Simon Moss on photography, product market fit and the entrepreneur’s journey

On his entrepreneurial motivation, midway through another kickass Creative³ presentation, Simon Moss has to pause. He’s explaining how, after fifteen years working with technology startups, a stroke provided an out-of-body experience and the certainty that “if he gets out this, he’ll never work for another company again”.

Now, Moss’ enthusiasm for individualism and the creative industries is infectious. With ImageBrief he has created a profitable solution to the very real, ongoing crisis in the photography industry.

In direct contrast to stock imagery sites, ImageBrief matches specific image requests and briefs from global advertising agencies, publishing companies and brands to a global network of over 18,000 professional photographers. Photographers respond with tailored, “hyperlocal” images, and buyers are then free to choose and arrange contracts.

On ImageBrief’s success in the “two-sided” photography marketplace, Moss’ passion for photographers and their ability to survive off their craft ramps up.

“We pay photographers double the industry average commission,” Moss says. “Allowing them to monetise the vital asset is a massive thing.”

“They’re the guys getting slammed over the last twenty, thirty years through the monopoly, duopoly of companies,” he says. “That’s all been a big price compression, the economics of that model doesn’t make sense; it’s not possible to have a living as a photographer.

On the buyers’ side, Moss believes that authenticity in the creative industries is once again becoming valued and the platform’s interactive global network has encouraged more engaging, personal photography in the face of generic imagery.

“Everyone’s bored of people telling their story with cheesy stock imagery,” Moss says. “Like the girl with the headset on, the hands together, all the same sort of stuff.

“People want to tell authentic stories for their brands, that’s not cheesy, teethy, beautiful looking people,” he says. “It’s everyday people that look like me and you and us.”

These represent practical examples of product market fit, another theme in Moss’ presentation.

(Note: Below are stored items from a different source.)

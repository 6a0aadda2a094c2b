use super::MultiValDenseBin;
use crate::core::constants::HIST_ENTRY_STRIDE;
use crate::core::types::{DataSize, Hist, Score};
use crate::core::utils::prefetch::prefetch_t0;
use crate::io::bin::BinValue;

impl<V: BinValue> MultiValDenseBin<V> {
    /// Shared body of the four histogram variants.
    ///
    /// Gradients and hessians are indexed by the loop position `i`, not by the
    /// row id. Only stored bins are accumulated; rows falling back to the most
    /// frequent bin contribute nothing.
    #[inline]
    pub(super) fn construct_histogram_inner<const USE_INDICES: bool, const USE_HESSIAN: bool>(
        &self,
        data_indices: &[DataSize],
        start: DataSize,
        end: DataSize,
        ordered_gradients: &[Score],
        ordered_hessians: &[Score],
        out: &mut [Hist],
    ) {
        let pf_offset = self.config.prefetch_distance;
        let row_of = |i: usize| -> usize {
            if USE_INDICES {
                data_indices[i] as usize
            } else {
                i
            }
        };

        let (start, end) = (start.max(0) as usize, end.max(0) as usize);
        for i in start..end {
            if pf_offset > 0 && i + pf_offset < end {
                let pf_row = row_of(i + pf_offset);
                prefetch_t0(&self.row_ptr, pf_row);
                prefetch_t0(ordered_gradients, i + pf_offset);
                if USE_HESSIAN {
                    prefetch_t0(ordered_hessians, i + pf_offset);
                }
                prefetch_t0(&self.data, self.row_ptr[pf_row] as usize);
            }

            let row = row_of(i);
            let gradient = ordered_gradients[i] as Hist;
            let hessian = if USE_HESSIAN {
                ordered_hessians[i] as Hist
            } else {
                1.0
            };
            let j_start = self.row_ptr[row] as usize;
            let j_end = self.row_ptr[row + 1] as usize;
            for &bin in &self.data[j_start..j_end] {
                let ti = bin.to_bin() as usize * HIST_ENTRY_STRIDE;
                out[ti] += gradient;
                out[ti + 1] += hessian;
            }
        }
    }
}

#[cfg(test)]
mod tests {
    use crate::core::config::BinStoreConfig;
    use crate::core::types::{Hist, Score};
    use crate::io::bin::Bin;
    use crate::io::multi_val_dense_bin::{MultiValDenseBinU16, MultiValDenseBinU8};
    use approx::assert_abs_diff_eq;

    #[test]
    fn test_two_rows_same_bin() {
        let mut bin = MultiValDenseBinU8::new(2);
        bin.push(0, 6);
        bin.push(1, 6);
        bin.finish_load();

        let mut out = vec![0.0 as Hist; 20];
        bin.construct_histogram(&[0, 1], 0, 2, &[1.0, 2.0], &[0.5, 0.5], &mut out);
        assert_abs_diff_eq!(out[12], 3.0);
        assert_abs_diff_eq!(out[13], 1.0);
        for (slot, &v) in out.iter().enumerate() {
            if slot != 12 && slot != 13 {
                assert_eq!(v, 0.0, "slot {}", slot);
            }
        }
    }

    #[test]
    fn test_gradients_follow_loop_position() {
        let mut bin = MultiValDenseBinU8::new(3);
        bin.push(0, 1);
        bin.push(2, 2);
        bin.push(2, 1);
        bin.finish_load();

        // rows 2 then 0, gradients already permuted to that order
        let mut out = vec![0.0; 6];
        bin.construct_histogram(&[2, 0], 0, 2, &[10.0, 1.0], &[2.0, 3.0], &mut out);
        assert_abs_diff_eq!(out[2], 11.0);
        assert_abs_diff_eq!(out[3], 5.0);
        assert_abs_diff_eq!(out[4], 10.0);
        assert_abs_diff_eq!(out[5], 2.0);
        assert_eq!(out[0], 0.0);
    }

    #[test]
    fn test_no_hessian_counts_rows() {
        let mut bin = MultiValDenseBinU8::new(4);
        for row in 0..4 {
            bin.push(row, 3);
        }
        bin.finish_load();

        let grads: Vec<Score> = vec![0.25; 4];
        let mut out = vec![0.0; 8];
        bin.construct_histogram_no_indices_no_hessian(1, 4, &grads, &mut out);
        assert_abs_diff_eq!(out[6], 0.75);
        assert_abs_diff_eq!(out[7], 3.0);

        let mut out = vec![0.0; 8];
        bin.construct_histogram_no_hessian(&[3, 1], 0, 2, &grads, &mut out);
        assert_abs_diff_eq!(out[7], 2.0);
    }

    #[test]
    fn test_accumulates_without_reset() {
        let mut bin = MultiValDenseBinU8::new(1);
        bin.push(0, 0);
        bin.finish_load();

        let mut out = vec![1.0, 1.0];
        bin.construct_histogram_no_indices(0, 1, &[2.0], &[4.0], &mut out);
        assert_abs_diff_eq!(out[0], 3.0);
        assert_abs_diff_eq!(out[1], 5.0);
    }

    #[test]
    fn test_prefetch_distance_does_not_change_result() {
        let build = |config: BinStoreConfig| {
            let mut bin = MultiValDenseBinU16::with_config(64, config);
            for row in 0..64 {
                bin.push(row, (row % 5) as u32);
                bin.push(row, 5 + (row % 3) as u32);
            }
            bin.finish_load();
            bin
        };
        let grads: Vec<Score> = (0..64).map(|i| i as Score * 0.5).collect();
        let hess: Vec<Score> = (0..64).map(|i| 1.0 + i as Score).collect();

        let mut expected = vec![0.0; 16];
        build(BinStoreConfig {
            prefetch_distance: 0,
            ..BinStoreConfig::default()
        })
        .construct_histogram_no_indices(0, 64, &grads, &hess, &mut expected);

        let mut actual = vec![0.0; 16];
        build(BinStoreConfig::default()).construct_histogram_no_indices(
            0,
            64,
            &grads,
            &hess,
            &mut actual,
        );
        assert_eq!(expected, actual);
    }
}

In developing ImageBrief, Moss listened to and extrapolated growing market needs, specifically the crash of profitable photography “during the GFC and rise of Apple”. He further emphasised a “relentless focus on product” and building something workable prior to marketing and distribution.

After relocating from Brisbane to New York, Moss has experienced a much stronger and connected entrepreneurial scene. He believes that while local entrepreneurs rely on networking events to grow their ideas, there is a broader problem in Brisbane with communication between entrepreneurs, developers and investors that leaves too many good ideas floundering without adequate support.

“You’ve got things like Angel List where you have investors and entrepreneurs, but there’s no kind of Tinder for startups…should we do that?” he smiles. “Maybe there [should be] a report or something that comes out for the Australian investor community about new ideas.”

“Because there’s one in New York called New York [Venture Capital] Almanac, and it’s about who’s invested in what, how much did they invest, it’s all part of the information,” he says. “Why isn’t there one here being distributed to entrepreneurs so they can keep an eye on the funds that they might want to approach?

“People have a mentality there to connect and it’s not really like that with most people here at the moment.”

Finally, on on succeeding as an entrepreneur, Moss characteristically emphasises coaching and confidence.

“Before the entrepreneurs or people with business ideas get to pitch to investors, they need to be coached,” Moss says. “Otherwise they get in front of the investors and all of a sudden they bore the investors, they’re talking a whole lot of bullshit metrics that no one’s going to believe, and people need help, I believe, on ‘how do I get myself ready to pitch’,”

“Because I just keep meeting people who say ‘I’ve got this idea’ and then I meet an engineer who says ‘I really want to build something’,” he says. “People are, and I understand why because I was like this as well, really nervous about telling people about their ideas.”

“Fucking tell everyone,” he says. “There’s no mortgage on good ideas, everybody’s got one, it’s about the execution.”